Currently, various methods of miRNA identification and quantification have been developed, such as northern blot19, microarray20 and high-throughput sequencing21. As a widely used method for gene expression analysis, the qRT-PCR (quantitative reverse transcriptase-polymerase chain reaction) is applied to identify protein-coding gene abundance in many plants. However, using qRT-PCR to detect miRNA abundance due to its small size was a great challenge until stem-loop22 and poly (A)-tailed23 qRT-PCR approaches were developed to characterize mature miRNA abundance.
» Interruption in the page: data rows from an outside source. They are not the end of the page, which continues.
impl ProcessSupervisor {
    pub fn new(config: BridgeConfig, dispatcher: Arc<Dispatcher>) -> Self {
        let (state, _) = watch::channel(ProcessState::Stopped);
        Self {
            config,
            shared: Arc::new(Shared {
                dispatcher,
                state,
                writer: StdMutex::new(None),
                process: StdMutex::new(None),
            }),
            lifecycle: Mutex::new(None),
        }
    }

    pub fn state(&self) -> ProcessState {
        *self.shared.state.borrow()
    }

    pub fn subscribe(&self) -> watch::Receiver<ProcessState> {
        self.shared.state.subscribe()
    }

    pub fn status(&self) -> BridgeStatus {
        let info = *self.shared.lock_process();
        BridgeStatus {
            state: self.state(),
            pid: info.and_then(|i| i.pid),
            started_at: info.map(|i| i.started_at.to_rfc3339()),
            pending: self.shared.dispatcher.pending_count(),
        }
    }

    /// Spawn the worker and wait until it is ready. No-op if already starting or running.
    pub async fn start(&self) -> Result<(), BridgeError> {
        let mut lifecycle = self.lifecycle.lock().await;
        if self.state().is_active() {
            tracing::debug!("Worker already running, ignoring start");
            return Ok(());
        }
        if let Some(stale) = lifecycle.take() {
            stale.detach();
        }

        self.shared.set_state(ProcessState::Starting);
        self.shared.dispatcher.reset_inbound();

        let worker = &self.config.worker;
        tracing::info!(program = %worker.program.display(), args = ?worker.args, "Spawning worker");
        let mut child = match self.config.spawner.spawn(worker) {
            Ok(child) => child,
            Err(e) => {
                tracing::error!(error = %e, "Failed to spawn worker");
                self.shared.set_state(ProcessState::Stopped);
                return Err(BridgeError::ProcessSpawn(e.to_string()));
            }
        };

        let pid = child.id();
        let (Some(stdin), Some(stdout)) = (child.stdin.take(), child.stdout.take()) else {
            let _ = child.start_kill();
            self.shared.set_state(ProcessState::Stopped);
            return Err(BridgeError::ProcessSpawn(
                "worker stdin/stdout not captured".to_string(),
            ));
        };
        let stderr = child.stderr.take();

        let (write_tx, write_rx) = mpsc::channel(WRITE_QUEUE_DEPTH);
        *self.shared.lock_writer() = Some(write_tx);
        *self.shared.lock_process() = Some(ProcessInfo {
            pid,
            started_at: Utc::now(),
        });

        let (ready_tx, ready_rx) = oneshot::channel();
        let mut tasks = vec![
            tokio::spawn(write_stdin(stdin, write_rx)),
            tokio::spawn(read_stdout(
                stdout,
                Arc::clone(&self.shared.dispatcher),
                ready_tx,
            )),
        ];
        if let Some(stderr) = stderr {
            tasks.push(tokio::spawn(read_stderr(stderr)));
        }

        let shutdown = CancellationToken::new();
        let observer = tokio::spawn(observe_exit(
            child,
            Arc::clone(&self.shared),
            shutdown.clone(),
            self.config.shutdown_grace,
        ));
        let handle = ProcessHandle {
            shutdown,
            observer,
            tasks,
        };

        match tokio::time::timeout(self.config.startup_grace, ready_rx).await {
            Ok(Ok(())) => {}
            Ok(Err(_)) => {
                tracing::error!(?pid, "Worker closed stdout before signalling ready");
                handle.shutdown.cancel();
                let _ = handle.observer.await;
                for task in handle.tasks {
                    task.abort();
                }
                self.shared.lock_process().take();
                self.shared.set_state(ProcessState::Crashed);
                return Err(BridgeError::ProcessSpawn(
                    "worker exited during startup before signalling ready".to_string(),
                ));
            }
            Err(_) => {
                tracing::warn!(
                    ?pid,
                    grace = ?self.config.startup_grace,
                    "No ready signal within startup grace period, assuming worker is up"
                );
            }
        }
        *lifecycle = Some(handle);

        let promoted = self.shared.state.send_if_modified(|state| {
            if *state == ProcessState::Starting {
                *state = ProcessState::Running;
                true
            } else {
                false
            }
        });
        if promoted {
            tracing::info!(?pid, "Worker running");
            Ok(())
        } else {
            Err(BridgeError::ProcessSpawn(
                "worker exited during startup".to_string(),
            ))
        }
    }

    /// Terminate the worker and fail anything still pending. Idempotent.
    pub async fn stop(&self) {
        let mut lifecycle = self.lifecycle.lock().await;
        let Some(handle) = lifecycle.take() else {
            self.shared.set_state(ProcessState::Stopped);
            return;
        };

        let was = self.state();
        self.shared.set_state(ProcessState::Stopping);
        tracing::info!(state = %was, "Stopping worker");

        if was.is_active() {
            // The reply, if any, is discarded as an unknown id.
            match Request::new(Action::Shutdown.as_str(), Value::Null)
                .and_then(|request| codec::encode(&request))
            {
                Ok(line) => {
                    let sent =
                        tokio::time::timeout(self.config.shutdown_grace, self.shared.write(line))
                            .await;
                    if !matches!(sent, Ok(Ok(()))) {
                        tracing::debug!("Could not deliver shutdown request");
                    }
                }
                Err(e) => tracing::warn!(error = %e, "Failed to encode shutdown request"),
            }
        }

        // Dropping the sender ends the writer task, which closes the worker's stdin.
        self.shared.lock_writer().take();
        handle.shutdown.cancel();
        if let Err(e) = handle.observer.await {
            tracing::warn!(error = %e, "Exit observer task failed");
        }
        for task in handle.tasks {
            task.abort();
        }

        self.shared.lock_process().take();
        let failed = self
            .shared
            .dispatcher
            .fail_all(BridgeError::ProcessNotRunning);
        if failed > 0 {
            tracing::info!(failed, "Failed pending requests on stop");
        }
        self.shared.set_state(ProcessState::Stopped);
        tracing::info!("Worker stopped");
    }
}

#[async_trait]
impl LineSink for ProcessSupervisor {
    async fn write_line(&self, line: Bytes) -> Result<(), BridgeError> {
        if !self.state().is_running() {
            return Err(BridgeError::ProcessNotRunning);
        }
        self.shared.write(line).await
    }
}

impl Drop for ProcessSupervisor {
    fn drop(&mut self) {
        self.shared.lock_writer().take();
        if let Ok(mut lifecycle) = self.lifecycle.try_lock()
            && let Some(handle) = lifecycle.take()
        {
            tracing::debug!("Supervisor dropped with live worker, terminating");
            handle.shutdown.cancel();
        }
    }
}

async fn write_stdin(mut stdin: ChildStdin, mut rx: mpsc::Receiver<WriteCommand>) {
    while let Some(WriteCommand { line, ack }) = rx.recv().await {
        // The caller timed out or went away while this line was queued.
        if ack.is_closed() {
            tracing::debug!(line_bytes = line.len(), "Skipping line nobody waits for");
            continue;
        }
        let result = match stdin.write_all(&line).await {
            Ok(()) => stdin.flush().await,
            Err(e) => Err(e),
        };
        let failed = result.is_err();
        if let Err(ref e) = result {
            tracing::warn!(error = %e, "Failed to write to worker stdin");
        }
        let _ = ack.send(result);
        if failed {
            break;
        }
    }
    tracing::debug!("Worker stdin writer exiting");
}

async fn read_stdout(
    mut stdout: ChildStdout,
    dispatcher: Arc<Dispatcher>,
    ready: oneshot::Sender<()>,
) {
    let mut ready = Some(ready);
    let mut buf = vec![0u8; READ_CHUNK];
    loop {
        match stdout.read(&mut buf).await {
            Ok(0) => {
                tracing::debug!("Worker stdout closed");
                break;
            }
            Ok(n) => {
                if dispatcher.on_bytes(&buf[..n])
                    && let Some(tx) = ready.take()
                {
                    let _ = tx.send(());
                }
            }
            Err(e) => {
                tracing::warn!(error = %e, "Error reading worker stdout");
                break;
            }
        }
    }
}

/// Diagnostics only: every line is re-emitted as a tracing event.
async fn read_stderr(stderr: ChildStderr) {
    let mut reader = BufReader::new(stderr);
    let mut line = Vec::new();
    loop {
        line.clear();
        match reader.read_until(b'\n', &mut line).await {
            Ok(0) => break,
            Ok(_) => {
                let text = String::from_utf8_lossy(&line);
                let trimmed = text.trim_end();
                if !trimmed.is_empty() {
                    tracing::info!(target: "mneme::worker", "{}", trimmed);
                }
            }
            Err(e) => {
                tracing::debug!(error = %e, "Error reading worker stderr");
                break;
            }
        }
    }
}

async fn observe_exit(
    mut child: Child,
    shared: Arc<Shared>,
    shutdown: CancellationToken,
    grace: Duration,
) {
    let pid = child.id();
    let status = tokio::select! {
        status = child.wait() => status,
        _ = shutdown.cancelled() => terminate(&mut child, grace).await,
    };

    let expected = shutdown.is_cancelled() || *shared.state.borrow() == ProcessState::Stopping;
    match status {
        Ok(status) if expected => tracing::info!(?pid, %status, "Worker exited"),
        Ok(status) => tracing::warn!(?pid, %status, "Worker exited unexpectedly"),
        Err(e) => tracing::error!(?pid, error = %e, "Failed to wait for worker"),
    }

    shared.lock_writer().take();
    if !expected {
        shared.state.send_if_modified(|state| {
            if state.is_active() {
                *state = ProcessState::Crashed;
                true
            } else {
                false
            }
        });
    }
    let failed = shared.dispatcher.fail_all(BridgeError::ProcessNotRunning);
    if failed > 0 {
        tracing::warn!(failed, "Failed pending requests after worker exit");
    }
}

/// Wait for a voluntary exit, then SIGTERM (unix), then kill.
async fn terminate(child: &mut Child, grace: Duration) -> io::Result<ExitStatus> {
    if let Ok(status) = tokio::time::timeout(grace, child.wait()).await {
        return status;
    }

    #[cfg(unix)]
    {
        use nix::sys::signal::{Signal, kill};
        use nix::unistd::Pid;

        if let Some(pid) = child.id() {
            tracing::debug!(pid, "Worker still running after grace period, sending SIGTERM");
            match kill(Pid::from_raw(pid as i32), Signal::SIGTERM) {
                Ok(()) => {
                    if let Ok(status) = tokio::time::timeout(grace, child.wait()).await {
                        return status;
                    }
                }
                Err(e) => tracing::warn!(pid, error = %e, "Failed to send SIGTERM"),
            }
        }
    }

    tracing::warn!(pid = ?child.id(), "Killing worker");
    child.kill().await?;
    child.wait().await
}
Because of the sensitivity, accuracy and large dynamic range, qRT-PCR soon became the most commonly used technique for miRNA quantification24,25. Although qRT-PCR is a powerful tool for gene expression analysis, normalization is required in the analysis system, because the quantification results can be easily influenced by a few factors, such as the RNA quality, design of reverse transcription primer and the efficiency of reverse transcription enzyme26. Reference genes are widely used as an internal control in qRT-PCR because the expression of the reference gene can be regarded stable under different experimental conditions and in different tissues. To guarantee the reliability of normalization, the use of multiple reference genes is suggested by Vandesompele et al.27 Notable, the reference gene suitable for all experimental conditions does not exist; thus, the selection of appropriate reference genes for qRT-PCR in different plant species or different stress conditions is necessary. In previous studies, various reference genes have been used in plant species. Among these genes, 5.8S ribosomal RNA (5.8S rRNA) and U6 small nuclear RNA (U6 snRNA) are the most commonly used28,29. However, the potential of miRNAs as reference genes has received close attention recently. As reported by Feng et al.30, the expression of miRNAs is more stable than that of protein-coding genes under biotic and abiotic stresses. Research related to the selection of reference genes for miRNA qRT-PCR has been performed in wheat30, soybean31, lettuce32, peach33 and sugarcane28. Nevertheless, until now, no report on miRNA reference gene evaluation in grapevine has been available. Therefore, suitable reference genes for grapevine miRNA study are urgently required, particularly for use in stress resistance research.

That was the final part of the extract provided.